The opinions contained here are those of the authors and do not reflect the views of IFSWF or any of its members.

Almost all the government owners of sovereign wealth funds are signatories to the Paris Agreement under the United Nations Framework Convention on Climate Change. This agreement commits countries to strengthen the global response to the threat of climate change by:

“Holding the increase in the global average temperature to well below 2°C above pre-industrial levels and pursuing efforts to limit the temperature increase to 1.5°C above pre-industrial levels, recognizing that this would significantly reduce the risks and impacts of climate change.” 1

Yet, despite this commitment, the world is not on course to meet these goals.2 Both trends in carbon dioxide emissions over the last three years3, and countries’ current commitments to emissions reductions in their Nationally Determined Contributions (NDC) under the Paris Agreement, are inconsistent with limiting climate change to 2°C.4 Seven G20 countries are also off-track to meet their 2030 NDC commitments.5 Recent research by the IPCC6 has highlighted that compared to current conditions even 1.5°C of global warming would pose heightened risks to eradicating poverty, reducing inequality and ensuring human well-being, with some of the worst impacts likely to be felt by small island developing states. 
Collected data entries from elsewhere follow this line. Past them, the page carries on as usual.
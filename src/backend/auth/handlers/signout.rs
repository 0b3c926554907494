/**
 * Sign-out Handler
 *
 * GET /signout clears the `jwt` cookie. Tokens are stateless, so there is
 * nothing to revoke server-side and the call always succeeds, with or
 * without a valid session.
 */

use axum::{extract::State, http::HeaderMap, response::Json};

use crate::backend::auth::cookies::SessionCookie;
use crate::backend::auth::handlers::types::MessageResponse;

pub const SIGNED_OUT_MESSAGE: &str = "signed out";

/// Sign out handler
///
/// # Example Response
///
/// ```http
/// HTTP/1.1 200 OK
/// Set-Cookie: jwt=; Max-Age=0; Expires=Thu, 01 Jan 1970 00:00:00 GMT; Path=/; HttpOnly; SameSite=None; Secure
///
/// { "message": "signed out" }
/// ```
pub async fn signout(State(cookies): State<SessionCookie>) -> (HeaderMap, Json<MessageResponse>) {
    let mut headers = HeaderMap::new();
    cookies.clear(&mut headers);

    tracing::debug!("Session cookie cleared");

    (
        headers,
        Json(MessageResponse {
            message: SIGNED_OUT_MESSAGE.to_string(),
        }),
    )
}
Recent research by the IPCC has highlighted that compared to current conditions even 1.5% of global warming would post heightened risks to eradicating poverty, reducing inequalities  

This insufficient progress towards the Paris Agreement’s goals is partly explained by a lack of financing. International Energy Agency (IEA) research suggests that in a scenario consistent with limiting climate change to 2°C annual investment in low-carbon power would have to approximately double and annual investment in coal power plants sharply decline.7 2018 Research published in the journal Nature Energy demonstrates that, compared to a business-as-usual scenario8, an additional $300 billion of investment per annum is required to 2030 to meet the Paris Agreement’s 2°C goal.9

There has been a significant effort by regulators and investors to better integrate climate change considerations into financial markets and ensure investment is consistent with the Paris Agreement’s goals. Initiatives such as the Task Force on Climate-related Financial Disclosures’ voluntary framework for companies reporting climate-related risk10, and the Network for Greening Financial Services, comprising leading central banks and supervisors, have raised the profile of climate change as a financial stability risk.11 The European Commission has also been active in this area, developing an Action Plan on Financing Sustainable Growth12 which outlines a package of measures to align financial flows with the Paris Agreement.
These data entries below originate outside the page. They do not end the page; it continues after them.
/**
 * PostgreSQL Account Store
 *
 * `AccountStore` backed by the `users` table (see `migrations/`).
 * Uniqueness of `email` is enforced by the `users_email_key` unique index;
 * the CHECK constraints mirror `ProfileUpdate::validate`.
 */

use async_trait::async_trait;
use chrono::Utc;
use sqlx::PgPool;
use uuid::Uuid;

use crate::backend::auth::users::{
    Account, AccountStore, NewAccount, ProfileUpdate, StoreError, StoredCredentials,
};

const ACCOUNT_COLUMNS: &str = "id, email, name, about, avatar";

/// PostgreSQL account store
#[derive(Clone)]
pub struct PgAccountStore {
    pool: PgPool,
}

impl PgAccountStore {
    pub fn new(pool: PgPool) -> Self {
        Self { pool }
    }
}

/// Map a sqlx error onto the store taxonomy
pub(crate) fn map_sqlx_error(err: sqlx::Error) -> StoreError {
    if let sqlx::Error::Database(db_err) = &err {
        if db_err.is_unique_violation() {
            return StoreError::UniqueViolation;
        }
        if db_err.is_check_violation() {
            return StoreError::Validation(
                db_err
                    .constraint()
                    .map(|c| format!("constraint {c} violated"))
                    .unwrap_or_else(|| "check constraint violated".to_string()),
            );
        }
    }
    StoreError::Backend(err.to_string())
}

#[async_trait]
impl AccountStore for PgAccountStore {
    async fn find_by_email(&self, email: &str) -> Result<Option<Account>, StoreError> {
        sqlx::query_as::<_, Account>(&format!(
            "SELECT {ACCOUNT_COLUMNS} FROM users WHERE email = $1"
        ))
        .bind(email)
        .fetch_optional(&self.pool)
        .await
        .map_err(map_sqlx_error)
    }

    async fn find_credentials_by_email(
        &self,
        email: &str,
    ) -> Result<Option<StoredCredentials>, StoreError> {
        sqlx::query_as::<_, StoredCredentials>(
            r#"
            SELECT id AS account_id, password_hash
            FROM users
            WHERE email = $1
            "#,
        )
        .bind(email)
        .fetch_optional(&self.pool)
        .await
        .map_err(map_sqlx_error)
    }

    async fn create(&self, account: NewAccount) -> Result<Account, StoreError> {
        account.validate()?;

        let now = Utc::now();
        sqlx::query_as::<_, Account>(&format!(
            r#"
            INSERT INTO users (id, email, password_hash, name, about, avatar, created_at, updated_at)
            VALUES ($1, $2, $3, $4, $5, $6, $7, $7)
            RETURNING {ACCOUNT_COLUMNS}
            "#
        ))
        .bind(Uuid::new_v4())
        .bind(account.email)
        .bind(account.password_hash)
        .bind(account.name)
        .bind(account.about)
        .bind(account.avatar)
        .bind(now)
        .fetch_one(&self.pool)
        .await
        .map_err(map_sqlx_error)
    }

    async fn find_by_id(&self, id: Uuid) -> Result<Option<Account>, StoreError> {
        sqlx::query_as::<_, Account>(&format!(
            "SELECT {ACCOUNT_COLUMNS} FROM users WHERE id = $1"
        ))
        .bind(id)
        .fetch_optional(&self.pool)
        .await
        .map_err(map_sqlx_error)
    }

    async fn update(&self, id: Uuid, update: ProfileUpdate) -> Result<Option<Account>, StoreError> {
        update.validate()?;

        // COALESCE keeps the stored value for fields that weren't sent
        sqlx::query_as::<_, Account>(&format!(
            r#"
            UPDATE users
            SET name = COALESCE($1, name),
                about = COALESCE($2, about),
                avatar = COALESCE($3, avatar),
                updated_at = $4
            WHERE id = $5
            RETURNING {ACCOUNT_COLUMNS}
            "#
        ))
        .bind(update.name)
        .bind(update.about)
        .bind(update.avatar)
        .bind(Utc::now())
        .bind(id)
        .fetch_optional(&self.pool)
        .await
        .map_err(map_sqlx_error)
    }

    async fn list(&self) -> Result<Vec<Account>, StoreError> {
        sqlx::query_as::<_, Account>(&format!(
            "SELECT {ACCOUNT_COLUMNS} FROM users ORDER BY created_at"
        ))
        .fetch_all(&self.pool)
        .await
        .map_err(map_sqlx_error)
    }
}

#[cfg(test)]
mod tests {
    use super::*;
    use assert_matches::assert_matches;

    #[test]
    fn test_non_database_errors_are_backend_errors() {
        assert_matches!(
            map_sqlx_error(sqlx::Error::RowNotFound),
            StoreError::Backend(_)
        );
        assert_matches!(
            map_sqlx_error(sqlx::Error::PoolTimedOut),
            StoreError::Backend(_)
        );
    }
}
There are also several investor-led initiatives that have also recognised the importance of climate change. The Climate Action in Financial Institutions Initiative13, and the Institutional Investors Group on Climate Change14 both work with their members to mainstream climate change considerations in investment strategies. The Climate Action 100+ initiative works with investors to ensure that the world’s largest corporate greenhouse gas emitters take action to minimise and disclose the risks, and maximise the opportunities, presented by climate change.15

wind energy

Why Should Sovereign Wealth Funds Align With The Paris Agreement Goals?

Sovereign wealth funds should be at the vanguard of these efforts by investors to achieve the Paris Agreement’s goals for three overarching reasons.

First, as government-owned institutions, sovereign wealth funds’ investment policies should arguably align with the broader policy agenda and commitments of their owners, including their states’ international obligations such as the Paris Agreement. This contrasts to other large investors such as private pension funds who are ultimately responsible for investing on behalf of individuals who are not signatories to the Paris Agreement, and who may or may not be committed to its goals.

Second, many sovereign wealth funds are high-profile investors with the ability to make illiquid, long-term investments at scale. These characteristics give these investors a competitive advantage to make investments in the low-carbon economic transition, particularly in projects that may not be profitable in the short-term, but which may have attractive long-term returns. 

Third, because sovereign wealth funds are owned by governments, markets and other investors often look to them for leadership. In particular, markets may consider that their government links give them additional insight into how future changes in regulation and public policy will affect returns from fossil fuels and low-carbon economic transition projects, and may follow their lead in investing or divesting from those sectors.

Sovereign Wealth Funds in a Time of Covid

The economic impact of the recent Covid-19 pandemic strengthens the case for sovereign wealth funds investing to achieve the Paris Agreement goals.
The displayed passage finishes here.